**WORK TASK**
Of the lines below, copy those that hold the word "println".

**EXTRACTED INFORMATION**
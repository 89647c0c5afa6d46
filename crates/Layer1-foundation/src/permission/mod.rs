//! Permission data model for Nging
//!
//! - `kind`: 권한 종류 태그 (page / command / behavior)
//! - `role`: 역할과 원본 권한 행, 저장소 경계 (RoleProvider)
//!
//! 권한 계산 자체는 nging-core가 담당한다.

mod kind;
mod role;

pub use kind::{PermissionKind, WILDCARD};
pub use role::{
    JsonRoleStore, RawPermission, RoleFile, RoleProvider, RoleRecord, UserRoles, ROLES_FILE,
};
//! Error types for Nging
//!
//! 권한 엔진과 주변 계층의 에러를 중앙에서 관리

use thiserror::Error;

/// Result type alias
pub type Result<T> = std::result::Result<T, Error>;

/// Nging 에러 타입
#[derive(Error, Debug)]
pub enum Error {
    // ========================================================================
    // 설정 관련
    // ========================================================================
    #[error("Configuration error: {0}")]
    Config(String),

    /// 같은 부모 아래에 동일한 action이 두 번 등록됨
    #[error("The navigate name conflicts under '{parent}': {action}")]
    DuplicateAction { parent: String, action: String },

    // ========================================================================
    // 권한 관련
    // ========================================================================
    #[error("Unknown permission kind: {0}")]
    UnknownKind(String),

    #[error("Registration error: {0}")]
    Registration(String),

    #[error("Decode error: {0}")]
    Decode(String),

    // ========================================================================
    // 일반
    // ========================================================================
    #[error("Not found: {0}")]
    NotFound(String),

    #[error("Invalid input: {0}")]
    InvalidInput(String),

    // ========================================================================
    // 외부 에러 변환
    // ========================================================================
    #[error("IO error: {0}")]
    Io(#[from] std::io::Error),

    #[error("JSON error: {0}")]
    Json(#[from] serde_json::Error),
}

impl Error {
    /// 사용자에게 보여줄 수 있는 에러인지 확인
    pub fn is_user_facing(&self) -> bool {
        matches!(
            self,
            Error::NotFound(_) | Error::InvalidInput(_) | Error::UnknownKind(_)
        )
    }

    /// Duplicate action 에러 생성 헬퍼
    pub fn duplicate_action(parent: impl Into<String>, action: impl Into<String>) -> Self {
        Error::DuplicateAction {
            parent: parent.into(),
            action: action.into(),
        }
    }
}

* * *

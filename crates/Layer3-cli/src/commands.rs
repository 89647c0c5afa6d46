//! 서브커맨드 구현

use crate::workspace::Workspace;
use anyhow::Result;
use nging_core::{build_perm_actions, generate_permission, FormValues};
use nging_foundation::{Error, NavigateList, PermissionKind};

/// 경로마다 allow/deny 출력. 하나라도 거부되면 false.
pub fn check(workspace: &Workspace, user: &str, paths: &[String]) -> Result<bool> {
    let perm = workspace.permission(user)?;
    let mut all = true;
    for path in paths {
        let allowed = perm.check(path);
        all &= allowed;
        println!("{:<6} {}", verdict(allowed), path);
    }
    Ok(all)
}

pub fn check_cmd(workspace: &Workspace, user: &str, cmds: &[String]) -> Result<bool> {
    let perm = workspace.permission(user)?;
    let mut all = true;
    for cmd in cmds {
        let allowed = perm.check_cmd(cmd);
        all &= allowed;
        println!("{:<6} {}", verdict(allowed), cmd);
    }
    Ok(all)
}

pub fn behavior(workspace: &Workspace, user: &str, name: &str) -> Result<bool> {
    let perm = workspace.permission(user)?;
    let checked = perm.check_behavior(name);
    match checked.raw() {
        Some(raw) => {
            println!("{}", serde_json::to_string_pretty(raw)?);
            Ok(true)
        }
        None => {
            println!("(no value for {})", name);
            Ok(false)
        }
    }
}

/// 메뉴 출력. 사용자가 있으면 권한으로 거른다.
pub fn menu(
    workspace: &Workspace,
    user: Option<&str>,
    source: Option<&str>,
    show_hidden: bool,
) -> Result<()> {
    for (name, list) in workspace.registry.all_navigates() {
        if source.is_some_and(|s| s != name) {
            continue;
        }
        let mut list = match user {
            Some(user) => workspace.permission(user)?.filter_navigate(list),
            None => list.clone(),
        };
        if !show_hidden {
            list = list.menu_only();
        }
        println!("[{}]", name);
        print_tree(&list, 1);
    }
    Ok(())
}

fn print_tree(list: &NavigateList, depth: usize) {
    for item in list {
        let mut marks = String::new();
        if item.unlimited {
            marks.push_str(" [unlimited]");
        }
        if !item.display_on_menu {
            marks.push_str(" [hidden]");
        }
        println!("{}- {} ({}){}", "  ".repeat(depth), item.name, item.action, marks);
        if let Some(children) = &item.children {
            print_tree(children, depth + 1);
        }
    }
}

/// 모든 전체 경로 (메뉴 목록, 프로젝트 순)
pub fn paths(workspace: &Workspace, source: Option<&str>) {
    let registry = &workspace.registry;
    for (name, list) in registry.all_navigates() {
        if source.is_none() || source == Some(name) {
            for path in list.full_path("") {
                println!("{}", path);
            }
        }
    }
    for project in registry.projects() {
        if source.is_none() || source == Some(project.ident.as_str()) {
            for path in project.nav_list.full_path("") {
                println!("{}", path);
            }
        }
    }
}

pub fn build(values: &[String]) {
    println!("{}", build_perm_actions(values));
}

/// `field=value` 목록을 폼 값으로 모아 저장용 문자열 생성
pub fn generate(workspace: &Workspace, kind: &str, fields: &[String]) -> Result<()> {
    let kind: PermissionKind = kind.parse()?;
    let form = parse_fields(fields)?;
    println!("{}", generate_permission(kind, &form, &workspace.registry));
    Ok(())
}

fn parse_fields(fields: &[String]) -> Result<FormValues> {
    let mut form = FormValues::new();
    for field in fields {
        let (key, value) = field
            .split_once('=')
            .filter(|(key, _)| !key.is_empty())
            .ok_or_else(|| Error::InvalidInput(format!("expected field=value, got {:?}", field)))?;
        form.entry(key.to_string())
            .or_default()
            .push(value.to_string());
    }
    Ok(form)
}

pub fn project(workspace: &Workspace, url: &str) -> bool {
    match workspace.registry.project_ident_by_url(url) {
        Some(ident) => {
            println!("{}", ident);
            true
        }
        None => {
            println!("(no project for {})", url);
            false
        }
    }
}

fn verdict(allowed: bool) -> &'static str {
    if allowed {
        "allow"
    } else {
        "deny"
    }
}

**YOUR SOLUTION**
        println!("{:<6} {}", verdict(allowed), path);
        println!("{:<6} {}", verdict(allowed), cmd);
            println!("{}", serde_json::to_string_pretty(raw)?);
            println!("(no value for {})", name);
        println!("[{}]", name);
        println!("{}- {} ({}){}", "  ".repeat(depth), item.name, item.action, marks);
                println!("{}", path);
                println!("{}", path);
    println!("{}", build_perm_actions(values));
    println!("{}", generate_permission(kind, &form, &workspace.registry));
            println!("{}", ident);
            println!("(no project for {})", url);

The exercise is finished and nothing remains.